GL: Absolutely, yes.

Rob: What about fear and tying that in with this?

GL: Well fear, fear - I used to see this bumper sticker everywhere on my travels, this goes back a few years. It's a bumper sticker that said no fear, and I think it was for a clothing line or something, but I saw it everywhere on my travels; no fear. And you know, I just don't buy it. I don't buy it. The fear is a biological imperative; it's hardwired in any creature that has a brain, alright? I think that what can happen sometimes for people is from time to time, something else becomes more important to you than the fear that you feel and then you act with real courage and commitment, but no fear; this is outer space stuff. I mean this doesn't exist on planet earth and the idea that you can be fearless, you know, actually I've seen this in self-help books: five steps to making X, Y, and Z happen. One of the steps is often let go of your fears. I mean come on.

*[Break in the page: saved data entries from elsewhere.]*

//! Duplicate-channel grouping and visible-limit selection
//!
//! Channels that reduce to the same key (call sign for OTA, cleaned name
//! otherwise) are duplicates of one entity. Within a group, members are
//! ranked by quality then numeric id, and only the first `visible_limit`
//! members are eligible to receive streams — whether or not they
//! individually matched anything.

use std::collections::{HashMap, HashSet};

use crate::models::ChannelGroup;
use crate::quality::QualityRank;

/// One channel's grouping inputs, in input-list order.
#[derive(Debug, Clone)]
pub struct GroupEntry {
    pub key: String,
    pub channel_id: i64,
    pub quality: QualityRank,
}

/// Applies the visible-limit policy over grouped channels.
pub struct PrioritySelector {
    visible_limit: usize,
}

impl PrioritySelector {
    pub fn new(visible_limit: usize) -> Self {
        Self { visible_limit }
    }

    /// Group entries by key and mark the best `visible_limit` members of
    /// each group eligible.
    ///
    /// Groups are emitted in first-appearance order and members are sorted
    /// by (quality rank, channel id) ascending, so output is deterministic
    /// for identical input.
    pub fn select(&self, entries: &[GroupEntry]) -> (Vec<ChannelGroup>, HashSet<i64>) {
        let mut order: Vec<&str> = Vec::new();
        let mut members: HashMap<&str, Vec<(i64, QualityRank)>> = HashMap::new();

        for entry in entries {
            let bucket = members.entry(entry.key.as_str()).or_default();
            if bucket.is_empty() {
                order.push(entry.key.as_str());
            }
            bucket.push((entry.channel_id, entry.quality));
        }

        let mut groups = Vec::with_capacity(order.len());
        let mut eligible = HashSet::new();
        for key in order {
            let mut list = members.remove(key).unwrap_or_default();
            list.sort_by(|a, b| a.1.cmp(&b.1).then(a.0.cmp(&b.0)));

            for (channel_id, _) in list.iter().take(self.visible_limit) {
                eligible.insert(*channel_id);
            }
            groups.push(ChannelGroup {
                key: key.to_string(),
                channel_ids: list.into_iter().map(|(id, _)| id).collect(),
            });
        }

        (groups, eligible)
    }
}

#[cfg(test)]
mod tests {
    use super::*;

    fn entry(key: &str, channel_id: i64, quality: QualityRank) -> GroupEntry {
        GroupEntry {
            key: key.to_string(),
            channel_id,
            quality,
        }
    }

    #[test]
    fn test_best_quality_member_is_eligible() {
        let selector = PrioritySelector::new(1);
        let entries = vec![
            entry("WIAT", 10, QualityRank::Hd),
            entry("WIAT", 11, QualityRank::Fhd),
            entry("WIAT", 12, QualityRank::Hd),
        ];
        let (groups, eligible) = selector.select(&entries);

        assert_eq!(groups.len(), 1);
        assert_eq!(groups[0].channel_ids, vec![11, 10, 12]);
        assert_eq!(eligible, HashSet::from([11]));
    }

    #[test]
    fn test_exactly_min_k_n_members_eligible() {
        let selector = PrioritySelector::new(2);
        let entries = vec![
            entry("TBS", 1, QualityRank::Unknown),
            entry("TBS", 2, QualityRank::Unknown),
            entry("TBS", 3, QualityRank::Unknown),
            entry("AMC", 4, QualityRank::Unknown),
        ];
        let (groups, eligible) = selector.select(&entries);

        assert_eq!(groups.len(), 2);
        // min(3, 2) from TBS plus min(1, 2) from AMC
        assert_eq!(eligible, HashSet::from([1, 2, 4]));
    }

    #[test]
    fn test_equal_rank_ties_break_by_channel_id() {
        let selector = PrioritySelector::new(1);
        let entries = vec![
            entry("AMC", 9, QualityRank::Hd),
            entry("AMC", 3, QualityRank::Hd),
        ];
        let (groups, eligible) = selector.select(&entries);
        assert_eq!(groups[0].channel_ids, vec![3, 9]);
        assert_eq!(eligible, HashSet::from([3]));
    }

    #[test]
    fn test_groups_keep_first_appearance_order() {
        let selector = PrioritySelector::new(1);
        let entries = vec![
            entry("ZULU", 1, QualityRank::Hd),
            entry("ALPHA", 2, QualityRank::Hd),
            entry("ZULU", 3, QualityRank::Hd),
        ];
        let (groups, _) = selector.select(&entries);
        assert_eq!(groups[0].key, "ZULU");
        assert_eq!(groups[1].key, "ALPHA");
    }
}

Rob: Well there are people who are fearless, you know what they're called?

GL: Dead.

Rob: No, psychopaths.

GL: Oh, okay. Right my point exactly. You know? I saw one of these bumper stickers, the no fear bumper stickers in Tucson, Arizona, a few years back. Same bumper sticker, slight alteration made in it, I think in the name of credibility, and this one said some fear. And some fear's a lot closer to the truth.

Rob: So how does this apply to young people who are out of work and the twenty-five percent or forty percent if they're people of color.

GL: Oh, is it really that high?

Rob: Yeah.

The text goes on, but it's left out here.